I think I may have to take back my fun-making.  That quote above - coming from a completely different place than Wilber - essentially says the same thing.

Something to think about.

View Article  A thought on Richard Rorty, Ken Wilber - different conclusions, using similar methods?
I came across this artice on Richard Rorty today, over at the Los Angeles Times.

Richard Rorty was, in many ways, the american postmodern.    He rejects epistemology early on, and situated "truth" as, in his famous expression - ""Truth is what your contemporaries let you get away with saying."

You can't get more postmodern than that.

As the article points out though, he would review other philosophers works, and, to put it mildly, "misinterpret" what they have said:

These positions irritated many people. But what absolutely killed philosophy professors was Rorty's interpretation of the great figures of the Western tradition. The average philosophy professor may spend a decade or a career trying to elucidate the works of Martin Heidegger or W.V.O. Quine. Rorty lined up such figures in support of his own positions in a fundamentally careless way. He quoted them out of context and ignored everything he couldn't use.

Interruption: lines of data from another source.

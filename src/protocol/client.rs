//! # Client State Machine
//!
//! Drives a single session's lifecycle from the initiating side: handshake,
//! data transmission with liveness wait, retry on timeout, graceful or
//! forced close.
//!
//! ```text
//! HELLO_SEND -> HELLO_WAIT -> DATA_SEND <-> ALIVE_WAIT -> GOODBYE_SEND -> CLOSED
//! ```
//!
//! A single task multiplexes the socket, the input source, and the response
//! timer with `tokio::select!`, so at most one state transition is in
//! flight at any time. A reply only causes a transition if it arrives while
//! the machine is in the state that expects it; anything late or misdirected
//! is logged and ignored. A server GOODBYE closes the session from any
//! state.

use std::io;

use futures::{SinkExt, Stream, StreamExt};
use tokio::net::UdpSocket;
use tokio::time::Instant;
use tokio_util::udp::UdpFramed;
use tracing::{debug, info, warn};

use crate::config::ClientConfig;
use crate::core::clock::LamportClock;
use crate::core::codec::DatagramCodec;
use crate::core::message::{Command, Message};
use crate::error::{ProtocolError, Result};

/// Input line that ends the session, same as end-of-input.
pub const QUIT_TOKEN: &str = "q";

/// Client FSM states. `Closed` is terminal.
#[derive(Debug, Clone, Copy, PartialEq, Eq)]
pub enum ClientState {
    HelloSend,
    HelloWait,
    DataSend,
    AliveWait,
    GoodbyeSend,
    Closed,
}

enum Event {
    Inbound(Option<std::result::Result<(Message, std::net::SocketAddr), ProtocolError>>),
    Line(Option<io::Result<String>>),
    Timeout,
}

/// One client session over its own UDP socket.
///
/// `I` is the external input source: a lazy sequence of text lines ending
/// at EOF or at the quit token, both of which close the session gracefully.
pub struct Client<I> {
    framed: UdpFramed<DatagramCodec>,
    server: std::net::SocketAddr,
    input: I,
    config: ClientConfig,
    session_id: u32,
    state: ClientState,
    next_sequence: u32,
    clock: LamportClock,
    retries: u32,
    deadline: Instant,
}

impl<I> Client<I>
where
    I: Stream<Item = io::Result<String>> + Unpin,
{
    /// Bind a local socket and resolve the server address from the config.
    pub async fn connect(session_id: u32, input: I, config: ClientConfig) -> Result<Self> {
        let server = tokio::net::lookup_host(config.address.as_str())
            .await?
            .next()
            .ok_or_else(|| {
                ProtocolError::ConfigError(format!("cannot resolve '{}'", config.address))
            })?;

        let bind_addr = if server.is_ipv4() { "0.0.0.0:0" } else { "[::]:0" };
        let socket = UdpSocket::bind(bind_addr).await?;
        info!(session_id, server = %server, "client socket bound");

        Ok(Self {
            framed: UdpFramed::new(socket, DatagramCodec),
            server,
            input,
            config,
            session_id,
            state: ClientState::HelloSend,
            next_sequence: 0,
            clock: LamportClock::new(),
            retries: 0,
            deadline: Instant::now(),
        })
    }

    /// Run the session to completion. Returns once the machine reaches
    /// `Closed`, whether by graceful GOODBYE, server-initiated close, or
    /// retry exhaustion.
    pub async fn run(mut self) -> Result<()> {
        loop {
            match self.state {
                ClientState::HelloSend => {
                    self.send_message(Command::Hello, Vec::new()).await?;
                    self.state = ClientState::HelloWait;
                    self.arm_timer();
                }
                ClientState::HelloWait | ClientState::AliveWait => {
                    let deadline = self.deadline;
                    let event = tokio::select! {
                        inbound = self.framed.next() => Event::Inbound(inbound),
                        () = tokio::time::sleep_until(deadline) => Event::Timeout,
                    };
                    match event {
                        Event::Inbound(inbound) => self.on_inbound(inbound),
                        Event::Timeout => self.on_timeout().await?,
                        Event::Line(_) => unreachable!("no input source polled in wait states"),
                    }
                }
                ClientState::DataSend => {
                    let event = tokio::select! {
                        line = self.input.next() => Event::Line(line),
                        inbound = self.framed.next() => Event::Inbound(inbound),
                    };
                    match event {
                        Event::Line(line) => self.on_line(line).await?,
                        Event::Inbound(inbound) => self.on_inbound(inbound),
                        Event::Timeout => unreachable!("no timer armed while sending"),
                    }
                }
                ClientState::GoodbyeSend => {
                    self.send_message(Command::Goodbye, Vec::new()).await?;
                    self.state = ClientState::Closed;
                }
                ClientState::Closed => break,
            }
        }
        info!(session_id = self.session_id, "session closed");
        Ok(())
    }

    async fn on_line(&mut self, line: Option<io::Result<String>>) -> Result<()> {
        match line {
            None => {
                info!("end of input, closing session");
                self.state = ClientState::GoodbyeSend;
            }
            Some(Err(e)) => {
                warn!(error = %e, "input source failed, closing session");
                self.state = ClientState::GoodbyeSend;
            }
            Some(Ok(line)) if line == QUIT_TOKEN => {
                info!("quit token received, closing session");
                self.state = ClientState::GoodbyeSend;
            }
            Some(Ok(line)) => {
                self.send_message(Command::Data, line.into_bytes()).await?;
                self.state = ClientState::AliveWait;
                self.arm_timer();
            }
        }
        Ok(())
    }

    fn on_inbound(
        &mut self,
        inbound: Option<std::result::Result<(Message, std::net::SocketAddr), ProtocolError>>,
    ) {
        match inbound {
            None => {
                warn!("socket stream ended, closing session");
                self.state = ClientState::Closed;
            }
            Some(Err(e)) => {
                warn!(error = %e, "invalid datagram ignored");
            }
            Some(Ok((message, _peer))) => {
                let header = message.header;
                if header.session_id != self.session_id {
                    warn!(
                        received = header.session_id,
                        expected = self.session_id,
                        "datagram for another session ignored"
                    );
                    return;
                }

                let clock = self.clock.observe(header.clock);
                debug!(command = %header.command, clock, "reply received");

                match (header.command, self.state) {
                    (Command::Goodbye, _) => {
                        info!("server closed the session");
                        self.state = ClientState::Closed;
                    }
                    (Command::Hello, ClientState::HelloWait) => {
                        info!(session_id = self.session_id, "session established");
                        self.retries = 0;
                        self.state = ClientState::DataSend;
                    }
                    (Command::Alive, ClientState::AliveWait) => {
                        debug!("server is alive");
                        self.retries = 0;
                        self.state = ClientState::DataSend;
                    }
                    (command, state) => {
                        debug!(command = %command, state = ?state, "reply ignored in current state");
                    }
                }
            }
        }
    }

    async fn on_timeout(&mut self) -> Result<()> {
        self.retries += 1;
        if self.retries > self.config.max_retries {
            warn!(
                state = ?self.state,
                retries = self.config.max_retries,
                "no reply after retries, sending GOODBYE and terminating"
            );
            self.send_message(Command::Goodbye, Vec::new()).await?;
            self.state = ClientState::Closed;
            return Ok(());
        }

        match self.state {
            ClientState::HelloWait => {
                debug!(attempt = self.retries, "HELLO reply timed out, resending HELLO");
                self.send_message(Command::Hello, Vec::new()).await?;
            }
            ClientState::AliveWait => {
                // No DATA retransmission; keep waiting another window.
                debug!(attempt = self.retries, "ALIVE reply timed out, still waiting");
            }
            _ => {}
        }
        self.arm_timer();
        Ok(())
    }

    fn arm_timer(&mut self) {
        self.deadline = Instant::now() + self.config.response_timeout;
    }

    /// Encode and send one message. HELLO is always sequence 0, including
    /// resends; DATA and GOODBYE consume the session sequence counter.
    async fn send_message(&mut self, command: Command, payload: Vec<u8>) -> Result<()> {
        let sequence = match command {
            Command::Hello => 0,
            _ => {
                let sequence = self.next_sequence;
                self.next_sequence += 1;
                sequence
            }
        };
        let clock = self.clock.tick();

        let message = match command {
            Command::Data => Message::data(self.session_id, sequence, clock, payload),
            _ => Message::new(command, self.session_id, sequence, clock),
        };
        debug!(command = %command, sequence, clock, "sending");
        self.framed.send((message, self.server)).await
    }
}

This truly enraged people. The Dewey scholars hated him, as did the Wittgenstein scholars, the Davidson scholars, the Nietzsche scholars, the Derrida scholars and so on. Every one of them thought they could prove that Rorty was wrong about their particular boy, and that he'd have to listen and take back all the things he had said. In this, they didn't understand him at all.

Another example"

As Rorty spoke, Gadamer just shook his big, eminent, bereted head. When it was over, Gadamer said, in German-accented English: "But Dick, you've got me all wrong." Rorty gave the grin and the shrug and said: "Yes, Hans. But that's what you should have said."

Wilber, of course, is coming from a different worldview.  In his case, making room for transcendent truths, without negating the current truths of science and modernity.  A version of perennialism, although one based on perceptual spaces. 

Also interesting then, that so many Wilber scholars not associate with Wilber, share some of the concerns of misrepresentation of other scholars, that drove people crazy about Rorty.